--- Records shown ---

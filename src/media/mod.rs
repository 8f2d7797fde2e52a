//! Media assets and their pending edits

use std::path::{Path, PathBuf};

use tracing::{debug, error};

use crate::domain::errors::DomainError;
use crate::domain::model::{EditRequest, MediaInfo, MediaKind};
use crate::planner::PendingEditStore;
use crate::ports::ProbePort;
use crate::utils::path::PathUtils;

pub mod directive;
pub mod edits;

pub use directive::EditDirective;

/// What the render pipeline needs to know about its input
pub trait MediaSource {
    fn file_path(&self) -> &Path;
    /// Lowercased extension without the dot
    fn extension(&self) -> String;
    fn kind(&self) -> MediaKind;
}

/// A video or audio file plus the edits queued against it
#[derive(Debug, Clone)]
pub struct MediaAsset {
    path: PathBuf,
    kind: MediaKind,
    info: MediaInfo,
    edits: PendingEditStore,
}

impl MediaAsset {
    /// Create an asset without probing; metadata stays empty
    pub fn unprobed(path: impl Into<PathBuf>) -> Result<Self, DomainError> {
        let path = path.into();
        let kind = PathUtils::media_kind(&path).ok_or_else(|| {
            DomainError::InvalidFormat(format!("Unsupported media format: {}", path.display()))
        })?;
        Ok(Self {
            path,
            kind,
            info: MediaInfo::default(),
            edits: PendingEditStore::new(),
        })
    }

    /// Check the path, detect the kind and probe metadata
    pub async fn load(
        path: impl Into<PathBuf>,
        probe: &dyn ProbePort,
    ) -> Result<Self, DomainError> {
        let path = path.into();
        let metadata = tokio::fs::metadata(&path).await.map_err(|_| {
            error!("{} does not exist", path.display());
            DomainError::FileNotFound(path.display().to_string())
        })?;
        if metadata.is_dir() {
            return Err(DomainError::BadArgs(format!(
                "{} is a directory",
                path.display()
            )));
        }

        let mut asset = Self::unprobed(path)?;
        asset.info = probe.probe_media(&asset.path).await?;
        debug!(path = %asset.path.display(), kind = %asset.kind, "Asset loaded");
        Ok(asset)
    }

    pub fn info(&self) -> &MediaInfo {
        &self.info
    }

    pub fn file_name(&self) -> String {
        self.path
            .file_name()
            .map(|name| name.to_string_lossy().to_string())
            .unwrap_or_default()
    }

    pub fn edits(&self) -> &PendingEditStore {
        &self.edits
    }

    pub fn has_pending_edits(&self) -> bool {
        self.edits.has_any()
    }

    pub fn clear_edits(&mut self) {
        self.edits.clear();
    }

    /// Queue a raw edit. Categories that make no sense for this kind are refused.
    pub fn push_edit(&mut self, request: EditRequest) -> Result<&mut Self, DomainError> {
        if !self.kind.accepts(request.category) {
            return Err(DomainError::UnsupportedEdit(format!(
                "{} edits are not available for {} files",
                request.category, self.kind
            )));
        }
        debug!(category = %request.category, key = %request.key, "Edit queued");
        self.edits.push(request);
        Ok(self)
    }
}

impl MediaSource for MediaAsset {
    fn file_path(&self) -> &Path {
        &self.path
    }

    fn extension(&self) -> String {
        PathUtils::extension(&self.path)
    }

    fn kind(&self) -> MediaKind {
        self.kind
    }
}

#[cfg(test)]
mod tests;
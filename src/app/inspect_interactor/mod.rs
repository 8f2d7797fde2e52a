// Inspect interactor - Orchestrates media file inspection use case

use std::path::{Path, PathBuf};
use std::sync::Arc;

use serde::Serialize;
use tracing::info;

use crate::domain::errors::DomainError;
use crate::domain::model::{MediaInfo, MediaKind};
use crate::ports::ProbePort;
use crate::utils::path::PathUtils;
use crate::utils::Utils;

/// Inspection result
#[derive(Debug, Clone, Serialize)]
pub struct InspectResponse {
    pub path: PathBuf,
    pub kind: Option<MediaKind>,
    pub file_size: u64,
    pub media_info: MediaInfo,
}

impl InspectResponse {
    /// Human-readable summary
    pub fn to_text(&self) -> String {
        let info = &self.media_info;
        let mut output = String::new();

        output.push_str("Media File Information:\n");
        output.push_str(&format!("  File: {}\n", self.path.display()));
        output.push_str(&format!(
            "  Kind: {}\n",
            self.kind.map_or("unknown".to_string(), |kind| kind.to_string())
        ));
        if let Some(container) = &info.container {
            output.push_str(&format!("  Container: {}\n", container));
        }
        if let Some(duration) = info.duration {
            output.push_str(&format!(
                "  Duration: {}\n",
                Utils::format_duration(duration.to_duration())
            ));
        }
        output.push_str(&format!(
            "  File Size: {}\n",
            Utils::format_file_size(self.file_size)
        ));
        if let (Some(width), Some(height)) = (info.width, info.height) {
            output.push_str(&format!("  Resolution: {}x{}\n", width, height));
        }
        if let Some(fps) = info.frame_rate {
            output.push_str(&format!("  Frame Rate: {:.2} fps\n", fps));
        }
        if let Some(dar) = &info.display_aspect_ratio {
            output.push_str(&format!("  Aspect Ratio: {}\n", dar));
        }
        output.push_str(&format!(
            "  Streams: video={} audio={}\n",
            info.has_video, info.has_audio
        ));
        output
    }
}

/// Interactor for media file inspection use case
pub struct InspectInteractor {
    probe_port: Arc<dyn ProbePort>,
}

impl InspectInteractor {
    pub fn new(probe_port: Arc<dyn ProbePort>) -> Self {
        Self { probe_port }
    }

    pub async fn inspect(&self, path: &Path) -> Result<InspectResponse, DomainError> {
        info!("Starting media file inspection for: {}", path.display());

        let metadata = tokio::fs::metadata(path)
            .await
            .map_err(|_| DomainError::FileNotFound(path.display().to_string()))?;
        let media_info = self.probe_port.probe_media(path).await?;

        Ok(InspectResponse {
            path: path.to_path_buf(),
            kind: PathUtils::media_kind(path),
            file_size: metadata.len(),
            media_info,
        })
    }
}
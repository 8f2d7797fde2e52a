//! FFmpeg execution adapter
//!
//! Runs built invocations as child processes and captures their output.

use std::process::Stdio;

use async_trait::async_trait;
use tokio::process::Command;
use tracing::debug;

use crate::domain::errors::DomainError;
use crate::domain::model::{Invocation, InvocationOutput};
use crate::ports::ExecutePort;

/// Process-spawning execution adapter
#[derive(Debug, Default, Clone)]
pub struct FFmpegAdapter;

impl FFmpegAdapter {
    pub fn new() -> Self {
        Self
    }
}

#[async_trait]
impl ExecutePort for FFmpegAdapter {
    async fn run(&self, invocation: &Invocation) -> Result<InvocationOutput, DomainError> {
        let output = Command::new(&invocation.program)
            .args(&invocation.args)
            .stdin(Stdio::null())
            .stdout(Stdio::piped())
            .stderr(Stdio::piped())
            .kill_on_drop(true)
            .output()
            .await
            .map_err(|e| {
                DomainError::ProcessingError(format!(
                    "Failed to run {}: {}",
                    invocation.program, e
                ))
            })?;

        let mut captured = String::from_utf8_lossy(&output.stdout).into_owned();
        captured.push_str(&String::from_utf8_lossy(&output.stderr));
        debug!(
            program = %invocation.program,
            status = ?output.status.code(),
            "Process exited"
        );

        Ok(InvocationOutput {
            success: output.status.success(),
            exit_code: output.status.code(),
            output: captured,
        })
    }
}
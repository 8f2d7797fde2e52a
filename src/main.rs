//! Splicer CLI
//!
//! Compiles queued media edits into staged ffmpeg renders.
//!
//! # Usage
//!
//! ```bash
//! splicer render -i clip.mp4 -e trim=0,30 -e scale=1280:720 -e aspect=16:9
//! splicer plan -i clip.mp4 -e crop-top=40 -e blur=5
//! splicer inspect -i clip.mp4
//! splicer concat --inputs a.mp4 b.mp4 -o joined.mp4
//! ```

use anyhow::Result;
use clap::Parser;
use tracing::debug;

use splicer_cli::app::DefaultAppContainer;
use splicer_cli::cli::{commands, Cli, Commands};
use splicer_cli::config_initialization::initialize_configuration;
use splicer_cli::utils::logging::LoggingSystem;

#[tokio::main]
async fn main() -> Result<()> {
    let cli = Cli::parse();

    let config = initialize_configuration(&cli)?;
    LoggingSystem::new(config.logging.clone()).initialize()?;
    debug!(?config, "Configuration loaded");

    let container = DefaultAppContainer::new(&config);

    match cli.command {
        Commands::Render(args) => commands::render(&container, args).await,
        Commands::Plan(args) => commands::plan(&container, args).await,
        Commands::Inspect(args) => commands::inspect(&container, args).await,
        Commands::Concat(args) => commands::concat(&container, args).await,
    }
}
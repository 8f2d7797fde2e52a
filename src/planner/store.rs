//! Per-category FIFO queues of pending edits

use std::collections::VecDeque;

use indexmap::IndexMap;

use crate::domain::model::{Category, EditRequest};

/// Pending edits grouped by category, each queue in submission order
#[derive(Debug, Clone, Default, PartialEq)]
pub struct PendingEditStore {
    queues: IndexMap<Category, VecDeque<EditRequest>>,
}

impl PendingEditStore {
    pub fn new() -> Self {
        Self::default()
    }

    /// Append an edit to the back of its category queue
    pub fn push(&mut self, request: EditRequest) {
        self.queues
            .entry(request.category)
            .or_default()
            .push_back(request);
    }

    /// True while any category queue is non-empty
    pub fn has_any(&self) -> bool {
        self.queues.values().any(|queue| !queue.is_empty())
    }

    /// Queued edits of one category, head first
    pub fn peek_category(&self, category: Category) -> Vec<&EditRequest> {
        self.queues
            .get(&category)
            .map(|queue| queue.iter().collect())
            .unwrap_or_default()
    }

    pub fn queue_len(&self, category: Category) -> usize {
        self.queues.get(&category).map_or(0, VecDeque::len)
    }

    /// Remove and return the oldest edit of a category
    pub fn dequeue_head(&mut self, category: Category) -> Option<EditRequest> {
        self.queues.get_mut(&category)?.pop_front()
    }

    /// Remove every edit of a category, preserving order
    pub fn drain_category(&mut self, category: Category) -> Vec<EditRequest> {
        self.queues
            .get_mut(&category)
            .map(|queue| queue.drain(..).collect())
            .unwrap_or_default()
    }

    /// Remove everything still queued, category by category
    pub fn drain_all(&mut self) -> Vec<EditRequest> {
        self.queues
            .values_mut()
            .flat_map(|queue| queue.drain(..))
            .collect()
    }

    /// Categories that currently have queued edits
    pub fn categories(&self) -> Vec<Category> {
        self.queues
            .iter()
            .filter(|(_, queue)| !queue.is_empty())
            .map(|(category, _)| *category)
            .collect()
    }

    /// Total number of queued edits
    pub fn len(&self) -> usize {
        self.queues.values().map(VecDeque::len).sum()
    }

    pub fn is_empty(&self) -> bool {
        !self.has_any()
    }

    pub fn clear(&mut self) {
        self.queues.clear();
    }
}
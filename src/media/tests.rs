// Unit tests for media assets and edit builders

#[cfg(test)]
mod tests {
    use std::path::Path;

    use async_trait::async_trait;

    use crate::domain::errors::*;
    use crate::domain::model::*;
    use crate::media::*;
    use crate::ports::ProbePort;

    struct FixedProbe;

    #[async_trait]
    impl ProbePort for FixedProbe {
        async fn probe_media(&self, _file_path: &Path) -> Result<MediaInfo, DomainError> {
            Ok(MediaInfo {
                width: Some(1280),
                height: Some(720),
                has_video: true,
                has_audio: true,
                ..MediaInfo::default()
            })
        }
    }

    fn video() -> MediaAsset {
        MediaAsset::unprobed("clip.mp4").unwrap()
    }

    fn audio() -> MediaAsset {
        MediaAsset::unprobed("song.mp3").unwrap()
    }

    fn queued(asset: &MediaAsset, category: Category) -> Vec<String> {
        asset
            .edits()
            .peek_category(category)
            .into_iter()
            .filter_map(|request| request.expression().map(str::to_string))
            .collect()
    }

    #[test]
    fn test_kind_from_extension() {
        assert_eq!(video().kind(), MediaKind::Video);
        assert_eq!(audio().kind(), MediaKind::Audio);
        assert_eq!(MediaAsset::unprobed("CLIP.MOV").unwrap().extension(), "mov");
        assert!(matches!(
            MediaAsset::unprobed("notes.txt"),
            Err(DomainError::InvalidFormat(_))
        ));
    }

    #[test]
    fn test_builders_chain_in_order() {
        let mut asset = video();
        asset
            .resize(1920, 1080)
            .unwrap()
            .crop(640, 360, 10, 20)
            .unwrap()
            .blur(5)
            .unwrap();

        assert_eq!(
            queued(&asset, Category::COMPOSABLE_FILTER),
            vec!["scale=1920:1080", "crop=640:360:10:20", "boxblur=5"]
        );
    }

    #[test]
    fn test_resize_keeping_ratio() {
        let mut asset = video();
        asset.resize_by_width(1280).unwrap();
        asset.resize_by_height(720).unwrap();
        assert_eq!(
            queued(&asset, Category::COMPOSABLE_FILTER),
            vec!["scale=1280:-1", "scale=-1:720"]
        );
    }

    #[test]
    fn test_crop_out_edges() {
        let mut asset = video();
        asset.crop_out_top(40).unwrap();
        asset.crop_out_left(8).unwrap();
        assert_eq!(
            queued(&asset, Category::COMPOSABLE_FILTER),
            vec!["crop=in_w:in_h-40:0:40", "crop=in_w-8:in_h:8:0"]
        );
    }

    #[test]
    fn test_range_validation() {
        let mut asset = video();
        assert!(asset.blur(51).is_err());
        assert!(asset.change_volume(101.0).is_err());
        assert!(asset.change_volume(-1.0).is_err());
        assert!(asset.resize(0, 720).is_err());
        assert!(!asset.has_pending_edits());
    }

    #[test]
    fn test_trim_rejects_reversed_range() {
        let mut asset = video();
        let result = asset.trim(TimeSpec::from_seconds(10.0), TimeSpec::from_seconds(5.0));
        assert!(matches!(result, Err(DomainError::InvalidTimeRange(_))));
    }

    #[test]
    fn test_kind_specific_edits() {
        let mut clip = video();
        assert!(matches!(
            clip.nightcore(),
            Err(DomainError::UnsupportedEdit(_))
        ));
        assert!(clip.bass_boost().is_err());

        let mut song = audio();
        assert!(song.blur(3).is_err());
        assert!(song.set_aspect_ratio(AspectRatio::SQUARE).is_err());
        song.nightcore().unwrap().bass_boost().unwrap().speed_up(1.5).unwrap();

        assert_eq!(queued(&song, Category::EQUALIZER).len(), 1);
        assert_eq!(queued(&song, Category::AUDIO_FILTER), vec!["atempo=1.5"]);
    }

    #[test]
    fn test_volume_and_mute() {
        let mut asset = video();
        asset.change_volume(0.5).unwrap().mute().unwrap();
        assert_eq!(
            queued(&asset, Category::AUDIO_FILTER),
            vec!["volume=0.5", "volume=0"]
        );
    }

    #[test]
    fn test_directive_parsing() {
        assert_eq!(
            "scale=1280:720".parse::<EditDirective>().unwrap(),
            EditDirective::Resize {
                width: 1280,
                height: 720
            }
        );
        assert_eq!(
            "crop=100:50".parse::<EditDirective>().unwrap(),
            EditDirective::Crop {
                width: 100,
                height: 50,
                x: 0,
                y: 0
            }
        );
        assert_eq!(
            "trim=5,1:30".parse::<EditDirective>().unwrap(),
            EditDirective::Trim {
                start: TimeSpec::from_seconds(5.0),
                end: TimeSpec::from_seconds(90.0)
            }
        );
        assert_eq!(
            "Bass-Boost".parse::<EditDirective>().unwrap(),
            EditDirective::BassBoost
        );
        assert_eq!(
            "aspect=shorts".parse::<EditDirective>().unwrap(),
            EditDirective::Aspect(AspectRatio::SHORTS)
        );
    }

    #[test]
    fn test_directive_errors() {
        assert!("scale=1280".parse::<EditDirective>().is_err());
        assert!("crop=1:2:3".parse::<EditDirective>().is_err());
        assert!("sharpen=2".parse::<EditDirective>().is_err());
        assert!("mute=1".parse::<EditDirective>().is_err());
        assert!("blur=lots".parse::<EditDirective>().is_err());
    }

    #[test]
    fn test_directive_apply() {
        let mut asset = video();
        for text in ["trim=0,10", "scale=1920:1080", "aspect=16:9"] {
            text.parse::<EditDirective>().unwrap().apply(&mut asset).unwrap();
        }
        assert_eq!(asset.edits().len(), 3);
        assert_eq!(asset.edits().queue_len(Category::SEEK), 1);
    }

    #[test]
    fn test_directive_display_round_trips() {
        for text in ["scale=640:360", "crop-right=12", "speed=1.25", "mute"] {
            let directive: EditDirective = text.parse().unwrap();
            assert_eq!(directive.to_string(), text);
        }
    }

    #[tokio::test]
    async fn test_load_probes_existing_file() {
        let dir = tempfile::tempdir().unwrap();
        let path = dir.path().join("input.mp4");
        std::fs::write(&path, b"not really video").unwrap();

        let asset = MediaAsset::load(&path, &FixedProbe).await.unwrap();
        assert_eq!(asset.info().width, Some(1280));
        assert_eq!(asset.file_name(), "input.mp4");
        assert_eq!(asset.file_path(), path.as_path());
    }

    #[tokio::test]
    async fn test_load_rejects_missing_and_directories() {
        let dir = tempfile::tempdir().unwrap();
        assert!(matches!(
            MediaAsset::load(dir.path().join("gone.mp4"), &FixedProbe).await,
            Err(DomainError::FileNotFound(_))
        ));
        assert!(matches!(
            MediaAsset::load(dir.path(), &FixedProbe).await,
            Err(DomainError::BadArgs(_))
        ));
    }
}
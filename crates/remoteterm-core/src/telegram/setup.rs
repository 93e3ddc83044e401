//! First-run approval handshake
//!
//! Binds a human to the whitelist: show an 8-digit code on the operator's
//! terminal, long-poll the bot for incoming messages, and whitelist the
//! sender who echoes the code back within the expiry window.

use anyhow::{bail, Context, Result};
use teloxide::payloads::GetUpdatesSetters;
use teloxide::prelude::*;
use teloxide::types::UpdateKind;
use tracing::warn;

use crate::auth::{generate_approval_code, ApprovalOutcome, ApprovalState};
use crate::config::Config;

const BANNER: &str = "━━━━━━━━━━━━━━━━━━━━━━━━━━━━━━━━━━";

/// Run the approval flow against a fresh bot credential. On success the
/// config (credential + first whitelisted user) is persisted and returned.
pub async fn run_setup(token: &str) -> Result<Config> {
    println!("\n⏳ Connecting to Telegram...");

    let bot = Bot::new(token);
    let me = bot
        .get_me()
        .await
        .context("failed to connect to Telegram")?;
    let bot_username = me.username.clone().unwrap_or_default();

    let mut approval = ApprovalState::new(generate_approval_code()?);

    println!("✅ Connected!");
    println!("🤖 Bot: @{bot_username}");
    println!("\n{BANNER}");
    println!("🔐 SECURITY: First Connection Setup");
    println!("{BANNER}");
    println!("\nGo to Telegram and message @{bot_username}");
    println!("Then send this approval code:");
    println!("\n    👉 {}\n", approval.code());
    println!("Waiting for approval (expires in 15 minutes)...");

    let mut offset: i32 = 0;
    loop {
        let updates = match bot.get_updates().offset(offset).timeout(30).await {
            Ok(updates) => updates,
            Err(e) => {
                warn!(error = %e, "update poll failed, retrying");
                tokio::time::sleep(std::time::Duration::from_secs(1)).await;
                continue;
            }
        };

        for update in updates {
            offset = offset.max(update.id.0 as i32 + 1);

            let UpdateKind::Message(msg) = update.kind else {
                continue;
            };
            let Some(text) = msg.text() else { continue };
            let Some(user) = msg.from.as_ref() else {
                continue;
            };
            let user_id = user.id.0 as i64;
            let username = user.username.clone().unwrap_or_default();

            match approval.check(text) {
                ApprovalOutcome::Approved => {
                    let config = Config {
                        bot_token: token.to_string(),
                        allowed_users: vec![user_id],
                        webui_password_hash: None,
                    };
                    config.save()?;

                    println!("\n✅ User approved!");
                    println!("   @{username} (ID: {user_id})\n");
                    println!("Whitelist saved. This user can now connect anytime.");

                    let reply = format!(
                        "✅ Approved!\n\n\
                         Terminal connected successfully.\n\
                         User: @{username} (ID: {user_id})\n\n\
                         You can now send commands.\n\
                         Try: ls"
                    );
                    let _ = bot.send_message(msg.chat.id, reply).await;
                    return Ok(config);
                }
                ApprovalOutcome::Invalid { remaining } => {
                    let _ = bot
                        .send_message(
                            msg.chat.id,
                            format!("❌ Invalid approval code. {remaining} attempts remaining."),
                        )
                        .await;
                }
                ApprovalOutcome::Exhausted => {
                    println!("\n❌ Too many failed attempts. Please restart setup.");
                    let _ = bot
                        .send_message(
                            msg.chat.id,
                            "❌ Too many failed attempts. Approval locked. \
                             Please restart the setup process.",
                        )
                        .await;
                    bail!("approval attempts exhausted");
                }
                ApprovalOutcome::Expired => {
                    println!("\n❌ Approval code expired. Please restart setup.");
                    let _ = bot
                        .send_message(
                            msg.chat.id,
                            "❌ Approval code expired. Please restart the setup process.",
                        )
                        .await;
                    bail!("approval code expired");
                }
            }
        }
    }
}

---

## Assigned task
Output exactly the lines of the records from the first through the one bearing "fn extension(&self) -> String;", both ends included.

## Output of the exercise
filename src/media/mod.rs
repository 8f2d7797fde2e52a
//! Media assets and their pending edits

use std::path::{Path, PathBuf};

use tracing::{debug, error};

use crate::domain::errors::DomainError;
use crate::domain::model::{EditRequest, MediaInfo, MediaKind};
use crate::planner::PendingEditStore;
use crate::ports::ProbePort;
use crate::utils::path::PathUtils;

pub mod directive;
pub mod edits;

pub use directive::EditDirective;

/// What the render pipeline needs to know about its input
pub trait MediaSource {
    fn file_path(&self) -> &Path;
    /// Lowercased extension without the dot
    fn extension(&self) -> String;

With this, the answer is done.